**WHAT THIS TASK INVOLVES**
An identical copy of all the entries is the required result.

"""

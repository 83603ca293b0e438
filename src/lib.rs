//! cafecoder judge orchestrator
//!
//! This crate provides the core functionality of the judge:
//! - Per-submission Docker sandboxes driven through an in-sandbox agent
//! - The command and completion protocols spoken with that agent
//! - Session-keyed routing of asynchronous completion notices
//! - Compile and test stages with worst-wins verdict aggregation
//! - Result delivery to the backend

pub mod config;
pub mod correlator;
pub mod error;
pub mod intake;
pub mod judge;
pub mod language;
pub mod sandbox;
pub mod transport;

"""

**SOLUTION TO THIS EXERCISE**
repository 83603ca293b0e438
filename src/lib.rs
//! cafecoder judge orchestrator
//!
//! This crate provides the core functionality of the judge:
//! - Per-submission Docker sandboxes driven through an in-sandbox agent
//! - The command and completion protocols spoken with that agent
//! - Session-keyed routing of asynchronous completion notices
//! - Compile and test stages with worst-wins verdict aggregation
//! - Result delivery to the backend

pub mod config;
pub mod correlator;
pub mod error;
pub mod intake;
pub mod judge;
pub mod language;
pub mod sandbox;
pub mod transport;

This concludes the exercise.